Here's one that's surprising and still unfolding: Bankruptcy filings fell in each of the last three years here in the Twin Cities.
The data is more mixed by state and metro area, but bankruptcy rates nationwide are generally well below pre-pandemic levels. That flies in the face of expectations a year ago among bankruptcy lawyers and the financial services industry.
The development is another reminder that, while we measure so many endeavors these days with an eye to getting back to how things were before the pandemic, much about our work and economy were permanently changed by it.
A quick look back at news coverage at the start of 2022 shows there were plenty of voices who thought a return to financial trouble for millions of Americans was imminent. One Las Vegas-area bankruptcy attorney in May was quoted by Debt.org, a provider of debt relief information, predicting "a Great Depression the likes of which we've never seen." I'll spare the guy his name but you can easily find the article.
The federal bankruptcy courts in Minneapolis and St. Paul last year each recorded about 2,000 filings, fewer than half what they experienced each year from 2016 through 2019. And that was far below the 8,000 to 10,000 that were filed annually in the years after the 2008 recession.
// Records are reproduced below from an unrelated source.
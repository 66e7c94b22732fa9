use grep::regex::RegexMatcher;
use grep::searcher::{Searcher, Sink, SinkMatch};
use std::error::Error;
use std::path::{Path, PathBuf};
use walkdir::WalkDir;

// Only the crate's own sources are policed; vendored or reference trees are left alone.
const SOURCE_DIRS: [&str; 4] = ["debias", "cli", "tests", "benches"];

// Collects every matching line of one file so the failure lists all of them at once.
struct ViolationCollector {
    violations: Vec<String>,
    file_path: PathBuf,
    rule: Rule,
}

#[derive(Clone, Copy)]
enum Rule {
    UnderscorePrefix,
    ForbiddenComment,
    AllowDeadCode,
}

impl Rule {
    fn pattern(self) -> &'static str {
        match self {
            Rule::UnderscorePrefix => r"\b(_[a-zA-Z0-9_]+)\b",
            Rule::ForbiddenComment => {
                r"(//|/\*).*(?:FIXED|CORRECTED|FIX|FIXES|NEW|CHANGED|CHANGES|CHANGE|MODIFIED|MODIFIES|MODIFY|UPDATED|UPDATES|UPDATE)"
            }
            Rule::AllowDeadCode => r"#\s*\[\s*allow\s*\(\s*dead_code\s*\)\s*\]",
        }
    }

    fn explanation(self) -> &'static str {
        match self {
            Rule::UnderscorePrefix => {
                "Underscore-prefixed variable names are not allowed in this project.\n   Either use the variable (removing the underscore) or remove it completely."
            }
            Rule::ForbiddenComment => {
                "Comments narrating edits (FIXED, CHANGED, UPDATED, ...) are not allowed in this project.\n   Describe what the code does instead."
            }
            Rule::AllowDeadCode => {
                "#[allow(dead_code)] attributes are not allowed in this project.\n   Either use the code (removing the attribute) or remove it completely."
            }
        }
    }
}

impl ViolationCollector {
    fn new(file_path: &Path, rule: Rule) -> Self {
        Self {
            violations: Vec::new(),
            file_path: file_path.to_path_buf(),
            rule,
        }
    }

    fn check_and_get_error_message(&self) -> Option<String> {
        if self.violations.is_empty() {
            return None;
        }

        let file_name = self.file_path.to_str().unwrap_or("?");
        let mut error_msg = format!(
            "\n❌ ERROR: Found {} policy violations in {}:\n",
            self.violations.len(),
            file_name
        );
        for violation in &self.violations {
            error_msg.push_str(&format!("   {violation}\n"));
        }
        error_msg.push_str(&format!("\n⚠️ {}\n", self.rule.explanation()));
        Some(error_msg)
    }
}

fn inside_string_literal(line_text: &str) -> bool {
    line_text
        .split('"')
        .enumerate()
        .any(|(i, part)| i % 2 == 1 && part.contains('_'))
}

impl Sink for ViolationCollector {
    type Error = std::io::Error;

    fn matched(&mut self, _: &Searcher, mat: &SinkMatch) -> Result<bool, Self::Error> {
        let line_number = mat.line_number().unwrap_or(0);
        let line_text = std::str::from_utf8(mat.bytes()).unwrap_or("").trim_end();

        if let Rule::UnderscorePrefix = self.rule {
            let is_pure_comment = line_text.trim_start().starts_with("//");
            if is_pure_comment || inside_string_literal(line_text) {
                return Ok(true);
            }
        }

        self.violations.push(format!("{line_number}:{line_text}"));
        Ok(true)
    }
}

fn rust_sources() -> impl Iterator<Item = PathBuf> {
    SOURCE_DIRS.iter().flat_map(|dir| {
        WalkDir::new(dir)
            .into_iter()
            .filter_map(|e| e.ok())
            .filter(|e| e.path().extension().is_some_and(|ext| ext == "rs"))
            .map(|e| e.path().to_path_buf())
    })
}

fn scan(rule: Rule) -> Result<(), Box<dyn Error>> {
    let matcher = RegexMatcher::new_line_matcher(rule.pattern())?;
    let mut searcher = Searcher::new();

    for path in rust_sources() {
        let mut collector = ViolationCollector::new(&path, rule);
        searcher.search_path(&matcher, &path, &mut collector)?;
        if let Some(error_message) = collector.check_and_get_error_message() {
            return Err(error_message.into());
        }
    }
    Ok(())
}

fn main() {
    println!("cargo:rerun-if-changed=build.rs");
    for dir in SOURCE_DIRS {
        println!("cargo:rerun-if-changed={dir}");
    }

    for rule in [
        Rule::UnderscorePrefix,
        Rule::ForbiddenComment,
        Rule::AllowDeadCode,
    ] {
        if let Err(e) = scan(rule) {
            // eprintln keeps the violation list visible in cargo's output.
            eprintln!("{e}");
            std::process::exit(1);
        }
    }
}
"It's been a drastic decline," said Greg Wald, a bankruptcy attorney based in Bloomington. "At first we figured it was because garnishments and evictions were stopped by the state. That help has long been removed and it still hasn't gone up."
The flood of direct aid to individuals from the federal government in 2020 and 2021 is widely seen as the biggest help. In addition to stimulus checks sent to nearly everyone, the federal government provided an enormous boost to the unemployment assistance that states paid.